Perdomo v. 1430 Inwood Ave. Garage
This text of 2025 NY Slip Op 51429(U) (Perdomo v. 1430 Inwood Ave. Garage) is published on Counsel Stack Legal Research, covering Appellate Terms of the Supreme Court of New York primary law. Counsel Stack provides free access to over 12 million legal documents including statutes, case law, regulations, and constitutions.
Opinion
Perdomo v 1430 Inwood Ave. Garage (2025 NY Slip Op 51429(U)) [*1]
| Perdomo v 1430 Inwood Ave. Garage |
| 2025 NY Slip Op 51429(U) |
| Decided on September 15, 2025 |
| Appellate Term, First Department |
| Published by New York State Law Reporting Bureau pursuant to Judiciary Law § 431. |
| This opinion is uncorrected and will not be published in the printed Official Reports. |
Decided on September 15, 2025
SUPREME COURT, APPELLATE TERM, FIRST DEPARTMENT
PRESENT: Brigantti, J.P., Tisch, James, JJ.
570472/25
against
1430 Inwood Avenue Garage, Defendant-Respondent.
Plaintiff appeals from a judgment of the Small Claims Part of the Civil Court of the City of New York, Bronx County (Jessica I. Bourbon, J.), entered May 22, 2024, after trial, in favor of defendant dismissing the action.
Per Curiam.
Judgment (Jessica I. Bourbon, J.), entered May 22, 2024, reversed, without costs, and a new trial ordered.

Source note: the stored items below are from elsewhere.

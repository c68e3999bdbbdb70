use std::sync::Arc;

use bytes::{Buf, BytesMut};
use snafu::prelude::*;
use tokio::io::{AsyncRead, AsyncReadExt, AsyncWrite, AsyncWriteExt, Error};

use crate::protocol::data::{Protocol, Request, Response};
use crate::protocol::frame::{Frame, ParseFrameError, WriteFrameError};

/// A stream (typically a socket) speaking the frame protocol. Exclusive
/// access through `&mut self` keeps every frame whole on the wire.
pub struct Connection<S>
where
    S: AsyncRead + AsyncWrite + Unpin,
{
    stream: S,
    buffer: BytesMut,
}

impl<S> Connection<S>
where
    S: AsyncRead + AsyncWrite + Unpin,
{
    /// Serialize a [`Frame`] to bytes and send it through the wrapped stream.
    ///
    /// # Errors
    ///
    /// This function will return an error if serialization fails or network
    /// IO fails.
    pub async fn send(&mut self, frame: Frame) -> Result<(), SendFrameError> {
        let mut buffer = BytesMut::with_capacity(256);
        frame.write(&mut buffer).context(WriteSnafuS)?;

        self.stream
            .write_all(&buffer)
            .await
            .context(NetworkSnafuS)?;
        self.stream.flush().await.context(NetworkSnafuS)?;

        Ok(())
    }

    /// Receive bytes from the wrapped stream until a whole [`Frame`] is
    /// buffered. Bytes following the frame stay buffered for the next call.
    ///
    /// # Errors
    ///
    /// This function will return an error if deserialization fails, network
    /// IO fails or the peer closes the stream.
    pub async fn receive(&mut self) -> Result<Frame, ReceiveFrameError> {
        loop {
            match Frame::parse(&self.buffer[..]) {
                Ok((frame, offset)) => {
                    self.buffer.advance(offset);
                    return Ok(frame);
                }
                Err(ParseFrameError::Incomplete) => {}
                Err(err) => return Err(err).context(ParseSnafuR),
            }

            let read = self
                .stream
                .read_buf(&mut self.buffer)
                .await
                .context(NetworkSnafuR)?;
            ensure!(read != 0, ClosedSnafuR);
        }
    }
}

impl<S> Connection<S>
where
    S: AsyncRead + AsyncWrite + Unpin,
{
    /// Send `request` and wait for the peer's reply.
    ///
    /// # Errors
    ///
    /// This function will return an error if the frames could not be
    /// exchanged or the peer replied with something other than a
    /// [`Response`].
    pub async fn request(&mut self, request: Request) -> Result<Response, ExchangeError> {
        self.send(Protocol::Request(request).into())
            .await
            .context(SendSnafuE)?;
        self.receive_response().await
    }

    /// Receive the next [`Response`], such as one of a stream of
    /// [`Response::Watch`] frames.
    ///
    /// # Errors
    ///
    /// This function will return an error if no frame could be received or
    /// the frame is not a [`Response`].
    pub async fn receive_response(&mut self) -> Result<Response, ExchangeError> {
        match Protocol::from(self.receive().await.context(ReceiveSnafuE)?) {
            Protocol::Response(response) => Ok(response),
            protocol => UnexpectedSnafuE { protocol }.fail(),
        }
    }
}

impl<S> From<S> for Connection<S>
where
    S: AsyncRead + AsyncWrite + Unpin,
{
    fn from(value: S) -> Self {
        Self {
            stream: value,
            buffer: BytesMut::with_capacity(1024),
        }
    }
}

#[derive(Debug, Snafu)]
#[snafu(context(suffix(SnafuS)))]
pub enum SendFrameError {
    #[snafu(display("Could not write frame to buffer"))]
    Write { source: WriteFrameError },
    #[snafu(display("Could not send bytes through inner stream"))]
    Network {
        #[snafu(source(from(Error, Arc::new)))]
        source: Arc<Error>,
    },
}

#[derive(Debug, Snafu)]
#[snafu(context(suffix(SnafuR)))]
pub enum ReceiveFrameError {
    #[snafu(display("Could not parse frame from buffer"))]
    Parse { source: ParseFrameError },
    #[snafu(display("Connection is closed by the peer"))]
    Closed,
    #[snafu(display("Could not receive bytes through inner stream"))]
    Network {
        #[snafu(source(from(Error, Arc::new)))]
        source: Arc<Error>,
    },
}

#[derive(Debug, Snafu)]
#[snafu(context(suffix(SnafuE)))]
pub enum ExchangeError {
    #[snafu(display("Could not send request"))]
    Send { source: SendFrameError },
    #[snafu(display("Could not receive response"))]
    Receive { source: ReceiveFrameError },
    #[snafu(display("Expected a response, got {protocol:?}"))]
    Unexpected { protocol: Protocol },
}
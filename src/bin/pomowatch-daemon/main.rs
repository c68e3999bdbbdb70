mod cli;
mod setup;

use clap::Parser;
use snafu::{prelude::*, Whatever};
use tokio::signal::unix::{signal, SignalKind};

use crate::cli::Arguments;

#[snafu::report]
#[tokio::main(flavor = "current_thread")]
async fn main() -> Result<(), Whatever> {
    let arg = Arguments::parse();

    let subscriber = tracing_subscriber::FmtSubscriber::builder()
        .with_max_level(arg.verbosity)
        .finish();
    tracing::subscriber::set_global_default(subscriber)
        .whatever_context("Could not setup logger")?;

    let (server, runtime) = setup::bootstrap(arg).await?;

    let res = tokio::select! {
        res = server.serve() => res.whatever_context("Server failed to serve with fatal"),
        res = shutdown() => {
            tracing::info!("Received termination signal, shutting down");
            res.whatever_context("Could not listen for termination signals")
        }
    };

    drop(server);
    runtime.cleanup();
    res
}

/// Wait for either SIGINT or SIGTERM.
async fn shutdown() -> std::io::Result<()> {
    let mut terminate = signal(SignalKind::terminate())?;
    tokio::select! {
        res = tokio::signal::ctrl_c() => res,
        _ = terminate.recv() => Ok(()),
    }
}
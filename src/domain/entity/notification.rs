use snafu::prelude::*;

use crate::domain::entity::TimerPhase;

/// Text of a one-shot desktop notification.
#[derive(Debug, Clone, PartialEq, Eq)]
pub struct NotificationMessage {
    summary: String,
    body: Option<String>,
}

impl NotificationMessage {
    /// Try to create a [`NotificationMessage`].
    ///
    /// # Errors
    ///
    /// This function will return an error if the summary is empty.
    pub fn try_new(
        summary: String,
        body: Option<String>,
    ) -> Result<Self, TryNewNotificationMessageError> {
        ensure!(!summary.trim().is_empty(), EmptySummarySnafu);
        Ok(Self { summary, body })
    }

    /// The message shown when a phase counts down to zero, if nothing else is
    /// configured.
    pub fn completion(phase: TimerPhase) -> Self {
        let (summary, body) = match phase {
            TimerPhase::Work => ("Work Complete!", "Time for a break"),
            TimerPhase::ShortBreak | TimerPhase::LongBreak => ("Break Over!", "Ready to focus?"),
        };
        Self {
            summary: summary.to_owned(),
            body: Some(body.to_owned()),
        }
    }

    pub fn summary(&self) -> &str {
        &self.summary
    }

    pub fn body(&self) -> Option<&str> {
        self.body.as_deref()
    }
}

impl From<NotificationMessage> for (String, Option<String>) {
    fn from(val: NotificationMessage) -> Self {
        (val.summary, val.body)
    }
}

/// An error type of creating a [`NotificationMessage`].
#[derive(Debug, Clone, Snafu, PartialEq, Eq)]
#[non_exhaustive]
pub enum TryNewNotificationMessageError {
    #[snafu(display("Summary of a notification must be non-empty."))]
    #[non_exhaustive]
    EmptySummary,
}
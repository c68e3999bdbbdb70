pub mod app;
pub mod outbound;

pub use app::ApplicationCore;
use std::io::ErrorKind;
use std::path::{Path, PathBuf};

use snafu::prelude::*;

use crate::domain::entity::DailyStats;
use crate::domain::repository::stats::StatsStoreError;
use crate::domain::repository::StatsRepository;

/// The statistics store backed by a JSON file holding the latest day.
pub struct StatsFile {
    path: PathBuf,
}

impl StatsFile {
    pub fn new<P: AsRef<Path>>(path: P) -> Self {
        Self {
            path: path.as_ref().to_path_buf(),
        }
    }
}

#[async_trait::async_trait]
impl StatsRepository for StatsFile {
    async fn load(&self) -> Result<Option<DailyStats>, StatsStoreError> {
        let content = match tokio::fs::read_to_string(&self.path).await {
            Ok(content) => content,
            Err(err) if err.kind() == ErrorKind::NotFound => return Ok(None),
            Err(err) => {
                return Err(err)
                    .with_whatever_context(|_| format!("Could not read {}", self.path.display()))
            }
        };
        match serde_json::from_str(&content) {
            Ok(stats) => Ok(Some(stats)),
            Err(err) => {
                // The next save overwrites the broken file.
                tracing::warn!(
                    %err,
                    path = %self.path.display(),
                    "Discarding corrupted statistics"
                );
                Ok(None)
            }
        }
    }

    async fn save(&self, stats: &DailyStats) -> Result<(), StatsStoreError> {
        let content = whatever!(
            serde_json::to_string_pretty(stats),
            "Could not serialize statistics"
        );
        whatever!(
            tokio::fs::write(&self.path, content).await,
            "Could not write {}",
            self.path.display()
        );
        Ok(())
    }
}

Plaintiff instituted this small claims action to recover $2,500 for property damage sustained to the bumper of her vehicle while it was parked in defendant's garage. At trial, plaintiff testified that, as a monthly customer, she left the car in front of the garage and handed the key to the attendant, who parked the car for her. When plaintiff needed her car, she would call the garage and the attendant would "take it out again" and bring it to the exit. Following a trial in which the Civil Court found plaintiff to be "overall credible," the action was dismissed.
The dismissal of the action, upon a finding that plaintiff failed to establish by a preponderance of the evidence that defendant caused damage to her automobile, did not achieve substantial justice between the parties consistent with substantive law principles (see CCA 1804, 1807). The court should have considered the central issue of whether the parking transaction constituted a bailment (see Chubb & Son v Edelweiss, Inc.,258 AD2d 345[1999]; Akinde v Vernon Manor Coop Section 1, 85 Misc 3d 134[A], 2025 NY Slip Op 50477[U] [App Term, 2d Dept, 9th & 10th Jud Dists 2025]), thereby creating a presumption of negligence and shifting the burden to the garage to show that it was not negligent (see Hoffman v M & C Getty, Inc., 29 Misc 3d 137[A], 2010 NY Slip Op 52024[U] [App Term, 2d Dept, 9th & 10th Jud Dists 2010]). Since the court did not make any findings on this issue, we deem it appropriate to
remand for a new trial.
THIS CONSTITUTES THE DECISION AND ORDER OF THE COURT.